----- Data for this task
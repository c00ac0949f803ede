//! Object sinks: where encoded tables are delivered
//!
//! A destination root is either a local directory (plain path or `file://`)
//! or an HTTP(S) prefix that accepts `PUT`. Each object fully replaces any
//! previous object of the same name, so reruns overwrite. Bodies are
//! streamed; a body that fails midway never replaces the previous object.

use super::body::ObjectBody;
use async_trait::async_trait;
use reqwest::Url;
use std::path::{Path, PathBuf};
use std::sync::Arc;
use std::time::Duration;
use thiserror::Error;
use tokio::io::AsyncWriteExt;

const HTTP_CONNECT_TIMEOUT: Duration = Duration::from_secs(30);

#[derive(Debug, Error)]
pub enum SinkError {
    #[error("Unsupported destination '{0}'")]
    UnsupportedDestination(String),

    #[error("I/O error at {path}: {source}")]
    Io {
        path: PathBuf,
        #[source]
        source: std::io::Error,
    },

    #[error("Object body failed: {0}")]
    Body(#[source] std::io::Error),

    #[error("HTTP error: {0}")]
    Http(#[from] reqwest::Error),

    #[error("{url} answered {status}")]
    Status { url: String, status: u16 },
}

#[async_trait]
pub trait ObjectSink: Send + Sync {
    /// Stream `body` as `object_name` under the destination root, replacing it
    ///
    /// Returns where the object landed.
    async fn put(&self, object_name: &str, body: ObjectBody) -> Result<String, SinkError>;

    /// Destination root, for logging
    fn describe(&self) -> String;
}

/// Writes objects as files in a directory
pub struct LocalDirSink {
    root: PathBuf,
}

impl LocalDirSink {
    pub fn new(root: impl Into<PathBuf>) -> Self {
        LocalDirSink { root: root.into() }
    }

    pub fn root(&self) -> &Path {
        &self.root
    }
}

fn io_error(path: &Path) -> impl FnOnce(std::io::Error) -> SinkError + '_ {
    move |source| SinkError::Io {
        path: path.to_path_buf(),
        source,
    }
}

#[async_trait]
impl ObjectSink for LocalDirSink {
    async fn put(&self, object_name: &str, body: ObjectBody) -> Result<String, SinkError> {
        tokio::fs::create_dir_all(&self.root)
            .await
            .map_err(io_error(&self.root))?;

        let target = self.root.join(object_name);
        // Hidden temp name so a crashed run never leaves a half-written <table>.csv
        let staging = self
            .root
            .join(format!(".{}.{}.partial", object_name, std::process::id()));

        if let Err(e) = write_staging(&staging, body).await {
            let _ = tokio::fs::remove_file(&staging).await;
            return Err(e);
        }

        if let Err(e) = tokio::fs::rename(&staging, &target).await {
            let _ = tokio::fs::remove_file(&staging).await;
            return Err(io_error(&target)(e));
        }

        Ok(target.display().to_string())
    }

    fn describe(&self) -> String {
        self.root.display().to_string()
    }
}

async fn write_staging(staging: &Path, mut body: ObjectBody) -> Result<(), SinkError> {
    let file = tokio::fs::File::create(staging)
        .await
        .map_err(io_error(staging))?;
    let mut file = tokio::io::BufWriter::new(file);

    while let Some(chunk) = body.next_chunk().await.map_err(SinkError::Body)? {
        file.write_all(&chunk).await.map_err(io_error(staging))?;
    }

    file.flush().await.map_err(io_error(staging))?;
    Ok(())
}

/// `PUT`s objects below an HTTP(S) prefix
pub struct HttpSink {
    client: reqwest::Client,
    root: Url,
    token: Option<String>,
}

impl HttpSink {
    pub fn new(root: Url, token: Option<String>) -> Result<Self, SinkError> {
        if root.cannot_be_a_base() {
            return Err(SinkError::UnsupportedDestination(root.to_string()));
        }

        let client = reqwest::Client::builder()
            .connect_timeout(HTTP_CONNECT_TIMEOUT)
            .build()?;

        Ok(HttpSink { client, root, token })
    }

    /// `<root>/<object_name>`, with the name percent-encoded as one path segment
    pub fn object_url(&self, object_name: &str) -> Result<Url, SinkError> {
        let mut url = self.root.clone();
        url.path_segments_mut()
            .map_err(|_| SinkError::UnsupportedDestination(self.root.to_string()))?
            .pop_if_empty()
            .push(object_name);
        Ok(url)
    }
}

#[async_trait]
impl ObjectSink for HttpSink {
    async fn put(&self, object_name: &str, body: ObjectBody) -> Result<String, SinkError> {
        let url = self.object_url(object_name)?;

        // Length is unknown up front, the body goes out chunked
        let mut request = self
            .client
            .put(url.clone())
            .header(reqwest::header::CONTENT_TYPE, "text/tab-separated-values")
            .body(reqwest::Body::wrap_stream(body.into_stream()));
        if let Some(token) = &self.token {
            request = request.bearer_auth(token);
        }

        let response = request.send().await?;
        let status = response.status();
        if !status.is_success() {
            return Err(SinkError::Status {
                url: url.to_string(),
                status: status.as_u16(),
            });
        }

        Ok(url.to_string())
    }

    fn describe(&self) -> String {
        self.root.to_string()
    }
}

/// Pick the sink for a destination root
pub fn sink_for_destination(
    root: &str,
    token: Option<String>,
) -> Result<Arc<dyn ObjectSink>, SinkError> {
    if root.starts_with("http://") || root.starts_with("https://") {
        let url = Url::parse(root).map_err(|_| SinkError::UnsupportedDestination(root.to_string()))?;
        return Ok(Arc::new(HttpSink::new(url, token)?));
    }

    if let Some(path) = root.strip_prefix("file://") {
        return Ok(Arc::new(LocalDirSink::new(path)));
    }

    if root.contains("://") {
        return Err(SinkError::UnsupportedDestination(root.to_string()));
    }

    if token.is_some() {
        log::warn!("⚠️  Destination token ignored for local destination {}", root);
    }
    Ok(Arc::new(LocalDirSink::new(root)))
}

#[cfg(test)]
mod tests {
    use super::*;
    use crate::export::body::object_body;
    use std::io::Write;
    use tempfile::tempdir;
    use tokio::io::AsyncReadExt;
    use tokio::net::TcpListener;

    fn entries(dir: &Path) -> Vec<std::ffi::OsString> {
        std::fs::read_dir(dir)
            .unwrap()
            .map(|e| e.unwrap().file_name())
            .collect()
    }

    #[tokio::test]
    async fn test_local_put_overwrites() {
        let dir = tempdir().unwrap();
        let sink = LocalDirSink::new(dir.path().join("nested"));

        sink.put("signature.csv", ObjectBody::from_bytes(b"old\n".to_vec()))
            .await
            .unwrap();
        let location = sink
            .put("signature.csv", ObjectBody::from_bytes(b"new\n".to_vec()))
            .await
            .unwrap();

        let target = dir.path().join("nested").join("signature.csv");
        assert_eq!(location, target.display().to_string());
        assert_eq!(std::fs::read(&target).unwrap(), b"new\n");
        assert_eq!(
            entries(&dir.path().join("nested")),
            vec![std::ffi::OsString::from("signature.csv")]
        );
    }

    #[tokio::test]
    async fn test_local_put_streams_large_body() {
        let dir = tempdir().unwrap();
        let sink = LocalDirSink::new(dir.path());

        let (mut writer, body) = object_body();
        let producer = tokio::task::spawn_blocking(move || {
            for i in 0..200_000u32 {
                writeln!(writer, "{}\tsig{}()", i, i).unwrap();
            }
            writer.finish().unwrap()
        });

        sink.put("signature.csv", body).await.unwrap();
        let written = producer.await.unwrap();

        let stored = std::fs::read(dir.path().join("signature.csv")).unwrap();
        assert_eq!(stored.len() as u64, written);
        assert_eq!(stored.iter().filter(|&&b| b == b'\n').count(), 200_000);
    }

    #[tokio::test]
    async fn test_local_failed_body_keeps_previous_object() {
        let dir = tempdir().unwrap();
        let sink = LocalDirSink::new(dir.path());
        sink.put("signature.csv", ObjectBody::from_bytes(b"old\n".to_vec()))
            .await
            .unwrap();

        let (mut writer, body) = object_body();
        let producer = tokio::task::spawn_blocking(move || {
            writer.write_all(b"half a ro").unwrap();
            writer.flush().unwrap();
            writer.abort(std::io::Error::new(std::io::ErrorKind::Other, "disk on fire"));
        });

        let result = sink.put("signature.csv", body).await;
        producer.await.unwrap();

        assert!(matches!(result, Err(SinkError::Body(_))));
        assert_eq!(std::fs::read(dir.path().join("signature.csv")).unwrap(), b"old\n");
        assert_eq!(entries(dir.path()), vec![std::ffi::OsString::from("signature.csv")]);
    }

    #[test]
    fn test_destination_selection() {
        let local = sink_for_destination("/tmp/sigflow-out", None).unwrap();
        assert_eq!(local.describe(), "/tmp/sigflow-out");

        let file = sink_for_destination("file:///tmp/sigflow-out", None).unwrap();
        assert_eq!(file.describe(), "/tmp/sigflow-out");

        let http = sink_for_destination("https://storage.example.com/bucket/dump", None).unwrap();
        assert_eq!(http.describe(), "https://storage.example.com/bucket/dump");

        assert!(matches!(
            sink_for_destination("gs://bucket/dump", None),
            Err(SinkError::UnsupportedDestination(_))
        ));
    }

    #[test]
    fn test_object_url_handles_trailing_slash() {
        let root = Url::parse("https://storage.example.com/bucket/dump/").unwrap();
        let sink = HttpSink::new(root, None).unwrap();

        assert_eq!(
            sink.object_url("signature.csv").unwrap().as_str(),
            "https://storage.example.com/bucket/dump/signature.csv"
        );
    }

    /// Decode a complete chunked body, `None` while more bytes are needed
    fn decode_chunked(mut raw: &[u8]) -> Option<Vec<u8>> {
        let mut body = Vec::new();
        loop {
            let line_end = raw.windows(2).position(|w| w == b"\r\n")?;
            let size_field = std::str::from_utf8(&raw[..line_end]).unwrap();
            let size = usize::from_str_radix(size_field.split(';').next().unwrap().trim(), 16).unwrap();
            raw = &raw[line_end + 2..];
            if raw.len() < size + 2 {
                return None;
            }
            if size == 0 {
                return Some(body);
            }
            body.extend_from_slice(&raw[..size]);
            raw = &raw[size + 2..];
        }
    }

    /// Accept one request, answer with `status`, return the head and decoded body
    async fn serve_once(listener: TcpListener, status: &'static str) -> (String, Vec<u8>) {
        let (mut socket, _) = listener.accept().await.unwrap();
        let mut request = Vec::new();
        let mut buf = [0u8; 4096];

        let (head, body) = loop {
            let n = socket.read(&mut buf).await.unwrap();
            assert!(n > 0, "client closed before sending the full request");
            request.extend_from_slice(&buf[..n]);

            let Some(head_end) = request.windows(4).position(|w| w == b"\r\n\r\n") else {
                continue;
            };
            let head = String::from_utf8_lossy(&request[..head_end]).to_string();
            let raw_body = &request[head_end + 4..];

            let lower = head.to_lowercase();
            if lower.contains("transfer-encoding: chunked") {
                if let Some(body) = decode_chunked(raw_body) {
                    break (head, body);
                }
                continue;
            }

            let length: usize = lower
                .lines()
                .find_map(|l| l.strip_prefix("content-length:"))
                .map(|v| v.trim().parse().unwrap())
                .unwrap_or(0);
            if raw_body.len() >= length {
                break (head, raw_body[..length].to_vec());
            }
        };

        let response = format!("HTTP/1.1 {}\r\ncontent-length: 0\r\nconnection: close\r\n\r\n", status);
        tokio::io::AsyncWriteExt::write_all(&mut socket, response.as_bytes()).await.unwrap();
        tokio::io::AsyncWriteExt::shutdown(&mut socket).await.unwrap();
        (head, body)
    }

    #[tokio::test]
    async fn test_http_put_streams_body_with_token() {
        let listener = TcpListener::bind("127.0.0.1:0").await.unwrap();
        let addr = listener.local_addr().unwrap();
        let server = tokio::spawn(serve_once(listener, "200 OK"));

        let root = format!("http://{}/dump", addr);
        let sink = sink_for_destination(&root, Some("secret".to_string())).unwrap();

        let (mut writer, body) = object_body();
        let producer = tokio::task::spawn_blocking(move || {
            writer.write_all(b"1\tabc\n").unwrap();
            writer.flush().unwrap();
            writer.write_all(b"2\tdef\n").unwrap();
            writer.finish().unwrap()
        });

        let location = sink.put("signature.csv", body).await.unwrap();
        assert_eq!(producer.await.unwrap(), 12);
        assert_eq!(location, format!("http://{}/dump/signature.csv", addr));

        let (head, body) = server.await.unwrap();
        assert!(head.starts_with("PUT /dump/signature.csv HTTP/1.1\r\n"));
        let head = head.to_lowercase();
        assert!(head.contains("authorization: bearer secret"));
        assert!(head.contains("transfer-encoding: chunked"));
        assert_eq!(body, b"1\tabc\n2\tdef\n".to_vec());
    }

    #[tokio::test]
    async fn test_http_error_status() {
        let listener = TcpListener::bind("127.0.0.1:0").await.unwrap();
        let addr = listener.local_addr().unwrap();
        let server = tokio::spawn(serve_once(listener, "403 Forbidden"));

        let sink = sink_for_destination(&format!("http://{}/dump", addr), None).unwrap();
        let result = sink
            .put("signature.csv", ObjectBody::from_bytes(b"x\n".to_vec()))
            .await;
        server.await.unwrap();

        match result {
            Err(SinkError::Status { status, .. }) => assert_eq!(status, 403),
            other => panic!("expected status error, got {:?}", other.map(|_| ())),
        }
    }
}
----------
Exercise requirements
Total up the lines in the listing above that include "written". Give the number by itself.

Problem solution
3